Wszystkie osoby były zaproszone na piknik polityczny, aby rozmawiać z Robertem Biedroniem i Moniką Falej o kwestiach Europy, kwestiach przyszłości. Takie pikniki robimy w całej Polsce. Za tydzień będzie w kolejnych miastach. Robert Biedroń wraz ze swoimi posłami i posłankami, tak jak tutaj z drużyną Moniki Falej i Władysława Mańkuta, jest i będzie w wielu miastach w Polsce
- mówiła wczoraj Beata Maciejewska.
No i "tłumy "pod drzewkiem,a gdzie gril i kiełbasa???
A to autko na trawie pod drzewkiem do galerii Mistrzów Parkowania nie trafi?

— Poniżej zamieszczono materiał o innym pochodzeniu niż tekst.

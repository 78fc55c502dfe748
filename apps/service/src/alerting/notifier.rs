use std::sync::Arc;
use std::time::Duration;

use anyhow::{Context, Result};
use chrono::Utc;
use lettre::message::header::ContentType;
use lettre::transport::smtp::authentication::Credentials;
use lettre::{AsyncSmtpTransport, AsyncTransport, Message, Tokio1Executor};
use tracing::info;

use super::evaluator::AlertKind;
use crate::database::models::MailRelayConfig;
use crate::database::{Database, ErrorSink};

/// Timeout for the whole SMTP session.
const SMTP_TIMEOUT: Duration = Duration::from_secs(10);

/// Delivers alert e-mails through the configured relay.
///
/// Delivery is best-effort: a missing relay configuration is a logged
/// no-op and a failed send is recorded to the error sink and swallowed.
/// Alert bookkeeping never depends on delivery succeeding.
pub struct Notifier {
    database: Arc<dyn Database>,
    sink: ErrorSink,
}

impl Notifier {
    pub fn new(database: Arc<dyn Database>, sink: ErrorSink) -> Self {
        Self { database, sink }
    }

    pub async fn notify(&self, recipient: &str, service_name: &str, kind: AlertKind) {
        let config = match self.database.mail_relay_config().await {
            Ok(Some(config)) => config,
            Ok(None) => {
                info!("alert for {service_name} not sent: mail relay not configured");
                return;
            }
            Err(e) => {
                self.sink.record(format!("failed to load mail relay config: {e:#}")).await;
                return;
            }
        };

        match self.send(&config, recipient, service_name, kind).await {
            Ok(()) => {
                info!("alert sent to {recipient}: {service_name} is {}", status_word(kind));
            }
            Err(e) => self.sink.record(format!("smtp error: {e:#}")).await,
        }
    }

    async fn send(
        &self,
        config: &MailRelayConfig,
        recipient: &str,
        service_name: &str,
        kind: AlertKind,
    ) -> Result<()> {
        let status = status_word(kind);
        let now = Utc::now().format("%Y-%m-%d %H:%M:%S");

        let message = Message::builder()
            .from(config.from_email.parse().context("invalid sender address")?)
            .to(recipient.parse().context("invalid recipient address")?)
            .subject(format!("Service Alert: {service_name} is {status}"))
            .header(ContentType::TEXT_PLAIN)
            .body(format!("Service: {service_name}\nStatus: {status}\nTime: {now}\n"))?;

        let mut builder = if config.use_tls {
            AsyncSmtpTransport::<Tokio1Executor>::starttls_relay(&config.host)?
        } else {
            AsyncSmtpTransport::<Tokio1Executor>::builder_dangerous(&config.host)
        };
        builder = builder.port(config.port).timeout(Some(SMTP_TIMEOUT));

        if !config.username.is_empty() {
            builder = builder
                .credentials(Credentials::new(config.username.clone(), config.password.clone()));
        }

        let mailer: AsyncSmtpTransport<Tokio1Executor> = builder.build();
        mailer.send(message).await.context("failed to send alert mail")?;
        Ok(())
    }
}

/// Wording used in the alert subject and body.
fn status_word(kind: AlertKind) -> &'static str {
    match kind {
        AlertKind::Down => "DOWN",
        AlertKind::Recovery => "UP",
    }
}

A co robi ten samochód w parku pod drzewem zaparkowany na trawniku. Jeszcze tego ba,,ra,,,na nikt nie ukarał mandatem są zdjęcia dowodem. Jednak to prawda że to MIASTO czeresniakow. Słoma z butów wystaje.
W olsztynie takie szopki rób kobieto a nie w Elblągu. Co za mało było zadymy. Co zrobiłaś dla mieszkańców Elbląga. NIC.

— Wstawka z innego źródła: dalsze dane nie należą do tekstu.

//! Orchestrator module - coordinates all components
//!
//! The orchestrator wires configuration, storage, probes, alerting and the
//! scheduler together, runs the monitoring loop, and exposes the
//! operations the administrative layer calls: on-demand checks, service
//! and mail-relay management, and history reads.

#![allow(dead_code)] // Administration methods are called by the API layer


use std::sync::Arc;

use anyhow::{Result, anyhow};
use tokio::sync::watch;
use tracing::info;
use uuid::Uuid;

use crate::alerting::{AlertKind, Notifier};
use crate::config::Config;
use crate::database::models::{AlertRecord, CheckRecord, MailRelayConfig, Service};
use crate::database::{Database, ErrorSink, LibsqlRepository, initialize_database};
use crate::monitoring::types::{CheckOutcome, ServiceStatus};
use crate::monitoring::{ProbeExecutor, ProbeSettings, Scheduler};
use crate::pool::LibsqlPool;
use crate::validation::validate_target;

/// Main orchestrator for the Lookout service.
pub struct Orchestrator {
    database: Arc<dyn Database>,
    executor: Arc<ProbeExecutor>,
    notifier: Arc<Notifier>,
    scheduler: Arc<Scheduler>,
}

impl Orchestrator {
    /// Create an orchestrator and run it until the shutdown signal fires.
    pub async fn start(
        config: Config,
        pool: LibsqlPool,
        shutdown: watch::Receiver<bool>,
    ) -> Result<()> {
        let orchestrator = Self::new(config, pool).await?;
        orchestrator.run(shutdown).await
    }

    pub async fn new(config: Config, pool: LibsqlPool) -> Result<Self> {
        let conn = pool.get().await?;
        info!("initializing database schema");
        initialize_database(&conn).await?;
        drop(conn);

        let database: Arc<dyn Database> = Arc::new(LibsqlRepository::new(pool));
        let sink = ErrorSink::new(database.clone());
        let notifier = Arc::new(Notifier::new(database.clone(), sink.clone()));

        let executor = Arc::new(ProbeExecutor::new(&ProbeSettings {
            timeout: config.probe_timeout(),
            accept_invalid_certs: config.monitor.accept_invalid_certs,
        }));

        let scheduler = Arc::new(Scheduler::new(
            database.clone(),
            executor.clone(),
            notifier.clone(),
            sink,
            config.tick_interval(),
        ));

        Ok(Self { database, executor, notifier, scheduler })
    }

    /// Run the monitoring loop until shutdown.
    pub async fn run(&self, shutdown: watch::Receiver<bool>) -> Result<()> {
        self.scheduler.run(shutdown).await;
        Ok(())
    }

    /// Probe a service immediately, outside the tick cadence.
    ///
    /// Persists the check like a scheduled probe. A down result triggers
    /// an immediate notification with no threshold gating and no alert
    /// record; only the scheduler writes alert rows.
    pub async fn check_now(&self, uuid: Uuid) -> Result<CheckOutcome> {
        let service = self
            .database
            .get_service(uuid)
            .await?
            .ok_or_else(|| anyhow!("no such service: {uuid}"))?;

        let outcome = self.executor.execute(&service).await;
        self.database.save_check(&CheckRecord::from_outcome(&outcome)).await?;

        if outcome.status == ServiceStatus::Down {
            self.notifier.notify(&service.alert_email, &service.name, AlertKind::Down).await;
        }

        Ok(outcome)
    }

    /// Register a new service after validating its target.
    pub async fn add_service(&self, service: Service) -> Result<i64> {
        validate_target(service.kind, &service.target)?;
        self.database.save_service(&service).await
    }

    /// Update an already-registered service.
    pub async fn update_service(&self, mut service: Service) -> Result<i64> {
        if service.id.is_none() {
            return Err(anyhow!("service has not been persisted yet"));
        }
        validate_target(service.kind, &service.target)?;
        service.touch();
        self.database.save_service(&service).await
    }

    pub async fn remove_service(&self, uuid: Uuid) -> Result<()> {
        self.database.delete_service(uuid).await
    }

    pub async fn services(&self) -> Result<Vec<Service>> {
        self.database.list_services().await
    }

    pub async fn recent_checks(&self, uuid: Uuid, limit: usize) -> Result<Vec<CheckRecord>> {
        self.database.recent_checks(uuid, limit).await
    }

    pub async fn recent_alerts(&self, uuid: Uuid, limit: usize) -> Result<Vec<AlertRecord>> {
        self.database.recent_alerts(uuid, limit).await
    }

    pub async fn mail_relay(&self) -> Result<Option<MailRelayConfig>> {
        self.database.mail_relay_config().await
    }

    pub async fn set_mail_relay(&self, config: MailRelayConfig) -> Result<()> {
        self.database.save_mail_relay_config(&config).await
    }
}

Temat był na tyle ważny, że nie było zainteresowania. Tylko ci których przywieźli byli. A ta pani to jakaś parlamentarzystka czy kto? Po co przyjechała do naszego pięknego miasta trawniki w parku niszczyć?
Tłumy przybyły 😆
kiełbasa u ........ .
parnera.
Co pozostawił miasta i mieszkańcom Biedroń i te lewicówki? Tyle samo co Portas, Ela, Sycz i Wcisła albo Kamysz? W kampaniach wiele obiecują, a czerepak i Witold nawet deskę dźwigają, ale po wyborach honor mają tam gdzie Biedroń umie i lubi szukać.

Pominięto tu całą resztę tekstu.